**Exercise goal**
Scan the records for the string "None"; copy each line where it occurs.

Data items
*** Begin section ***

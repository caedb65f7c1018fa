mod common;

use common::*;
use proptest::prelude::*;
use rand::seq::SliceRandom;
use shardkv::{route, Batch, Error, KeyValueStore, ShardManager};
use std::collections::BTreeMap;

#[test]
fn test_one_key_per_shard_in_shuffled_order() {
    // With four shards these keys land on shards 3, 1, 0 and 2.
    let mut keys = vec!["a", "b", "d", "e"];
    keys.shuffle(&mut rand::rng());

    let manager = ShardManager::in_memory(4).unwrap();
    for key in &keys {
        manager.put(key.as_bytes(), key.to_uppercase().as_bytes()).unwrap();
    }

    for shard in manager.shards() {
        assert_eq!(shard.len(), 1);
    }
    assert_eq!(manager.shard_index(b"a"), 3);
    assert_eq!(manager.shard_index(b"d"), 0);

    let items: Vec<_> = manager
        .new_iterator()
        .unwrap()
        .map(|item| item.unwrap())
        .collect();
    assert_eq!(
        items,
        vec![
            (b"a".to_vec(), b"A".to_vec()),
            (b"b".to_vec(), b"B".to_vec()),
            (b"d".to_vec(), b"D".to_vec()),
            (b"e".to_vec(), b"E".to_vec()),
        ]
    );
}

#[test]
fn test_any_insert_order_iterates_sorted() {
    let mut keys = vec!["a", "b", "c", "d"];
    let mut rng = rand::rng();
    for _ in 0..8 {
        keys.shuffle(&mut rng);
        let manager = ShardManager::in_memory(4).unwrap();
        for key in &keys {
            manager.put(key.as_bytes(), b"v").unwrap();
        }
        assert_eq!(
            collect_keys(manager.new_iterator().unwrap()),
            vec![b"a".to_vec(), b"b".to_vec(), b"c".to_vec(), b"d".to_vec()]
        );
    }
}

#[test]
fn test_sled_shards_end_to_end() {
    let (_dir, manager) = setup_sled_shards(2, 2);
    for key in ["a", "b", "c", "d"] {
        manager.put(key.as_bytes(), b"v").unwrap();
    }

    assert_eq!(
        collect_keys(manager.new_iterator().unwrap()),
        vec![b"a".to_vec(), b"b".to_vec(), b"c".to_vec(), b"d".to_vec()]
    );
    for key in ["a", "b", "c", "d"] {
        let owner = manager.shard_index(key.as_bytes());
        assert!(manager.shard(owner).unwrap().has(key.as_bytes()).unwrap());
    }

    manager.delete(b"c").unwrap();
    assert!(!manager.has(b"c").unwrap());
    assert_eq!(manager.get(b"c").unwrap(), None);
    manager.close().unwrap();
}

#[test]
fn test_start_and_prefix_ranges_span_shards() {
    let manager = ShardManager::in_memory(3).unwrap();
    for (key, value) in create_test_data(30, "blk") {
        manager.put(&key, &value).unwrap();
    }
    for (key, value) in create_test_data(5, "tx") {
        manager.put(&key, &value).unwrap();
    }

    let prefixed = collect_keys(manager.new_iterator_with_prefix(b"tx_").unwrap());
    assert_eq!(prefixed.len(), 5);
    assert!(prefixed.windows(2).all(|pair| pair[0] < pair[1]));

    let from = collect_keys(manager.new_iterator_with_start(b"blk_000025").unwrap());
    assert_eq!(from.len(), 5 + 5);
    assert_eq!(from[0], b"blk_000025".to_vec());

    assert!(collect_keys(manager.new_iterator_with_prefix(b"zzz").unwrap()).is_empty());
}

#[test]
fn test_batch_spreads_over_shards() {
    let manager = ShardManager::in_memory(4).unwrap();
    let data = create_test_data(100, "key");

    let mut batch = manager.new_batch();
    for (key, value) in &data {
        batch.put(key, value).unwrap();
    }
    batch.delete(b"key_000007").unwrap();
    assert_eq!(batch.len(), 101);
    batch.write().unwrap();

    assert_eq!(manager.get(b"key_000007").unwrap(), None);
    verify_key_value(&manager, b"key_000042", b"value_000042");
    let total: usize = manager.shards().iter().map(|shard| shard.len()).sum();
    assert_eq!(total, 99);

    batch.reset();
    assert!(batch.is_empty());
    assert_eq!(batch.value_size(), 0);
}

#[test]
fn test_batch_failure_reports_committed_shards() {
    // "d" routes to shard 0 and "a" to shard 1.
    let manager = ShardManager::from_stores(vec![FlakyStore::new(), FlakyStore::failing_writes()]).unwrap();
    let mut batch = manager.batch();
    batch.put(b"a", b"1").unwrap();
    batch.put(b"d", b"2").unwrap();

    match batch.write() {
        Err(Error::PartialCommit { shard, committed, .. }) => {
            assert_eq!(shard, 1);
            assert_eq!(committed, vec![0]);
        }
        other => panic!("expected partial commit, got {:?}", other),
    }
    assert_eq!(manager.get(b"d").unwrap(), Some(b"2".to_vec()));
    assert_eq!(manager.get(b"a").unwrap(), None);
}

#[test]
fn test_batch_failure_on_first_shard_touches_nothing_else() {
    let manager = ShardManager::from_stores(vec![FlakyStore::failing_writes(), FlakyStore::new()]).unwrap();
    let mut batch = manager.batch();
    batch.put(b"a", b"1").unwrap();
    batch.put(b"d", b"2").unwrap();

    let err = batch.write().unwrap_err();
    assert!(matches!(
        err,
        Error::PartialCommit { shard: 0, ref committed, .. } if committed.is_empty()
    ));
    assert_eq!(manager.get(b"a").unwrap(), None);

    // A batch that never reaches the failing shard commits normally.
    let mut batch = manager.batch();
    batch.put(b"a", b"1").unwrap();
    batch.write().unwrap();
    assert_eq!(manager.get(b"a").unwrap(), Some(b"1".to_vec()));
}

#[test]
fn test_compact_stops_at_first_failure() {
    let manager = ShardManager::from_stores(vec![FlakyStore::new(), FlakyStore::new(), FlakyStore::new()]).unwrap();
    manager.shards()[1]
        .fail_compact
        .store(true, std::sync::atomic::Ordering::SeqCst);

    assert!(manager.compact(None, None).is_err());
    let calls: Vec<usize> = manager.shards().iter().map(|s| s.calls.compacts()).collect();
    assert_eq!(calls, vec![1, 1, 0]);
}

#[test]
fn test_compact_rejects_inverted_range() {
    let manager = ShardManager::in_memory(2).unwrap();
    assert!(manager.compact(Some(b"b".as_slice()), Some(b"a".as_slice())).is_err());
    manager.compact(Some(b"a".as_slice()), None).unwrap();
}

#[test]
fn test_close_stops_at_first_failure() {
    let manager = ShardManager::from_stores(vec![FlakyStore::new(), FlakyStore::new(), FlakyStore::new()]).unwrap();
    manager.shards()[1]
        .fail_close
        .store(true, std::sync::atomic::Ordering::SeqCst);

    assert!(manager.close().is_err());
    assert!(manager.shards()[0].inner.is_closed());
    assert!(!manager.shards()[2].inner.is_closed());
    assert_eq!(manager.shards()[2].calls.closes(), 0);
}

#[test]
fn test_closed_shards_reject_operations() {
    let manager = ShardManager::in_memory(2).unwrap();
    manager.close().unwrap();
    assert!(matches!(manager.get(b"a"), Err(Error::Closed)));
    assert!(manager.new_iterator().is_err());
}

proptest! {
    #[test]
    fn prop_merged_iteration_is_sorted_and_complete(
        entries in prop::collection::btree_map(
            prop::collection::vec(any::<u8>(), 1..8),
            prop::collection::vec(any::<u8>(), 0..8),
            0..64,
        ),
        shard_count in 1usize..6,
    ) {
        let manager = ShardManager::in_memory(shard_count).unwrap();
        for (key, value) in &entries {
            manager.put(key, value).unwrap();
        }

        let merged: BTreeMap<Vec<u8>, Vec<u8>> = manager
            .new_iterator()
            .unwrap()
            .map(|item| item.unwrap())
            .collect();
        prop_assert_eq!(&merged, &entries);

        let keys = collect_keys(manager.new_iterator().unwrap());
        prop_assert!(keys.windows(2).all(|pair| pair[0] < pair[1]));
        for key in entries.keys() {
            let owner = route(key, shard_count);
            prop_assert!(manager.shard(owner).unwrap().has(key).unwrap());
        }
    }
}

*** End section ***

**Final answer**
    assert_eq!(manager.get(b"c").unwrap(), None);
    assert_eq!(manager.get(b"key_000007").unwrap(), None);
    assert_eq!(manager.get(b"a").unwrap(), None);
    assert_eq!(manager.get(b"a").unwrap(), None);
    assert!(manager.compact(None, None).is_err());
    manager.compact(Some(b"a".as_slice()), None).unwrap();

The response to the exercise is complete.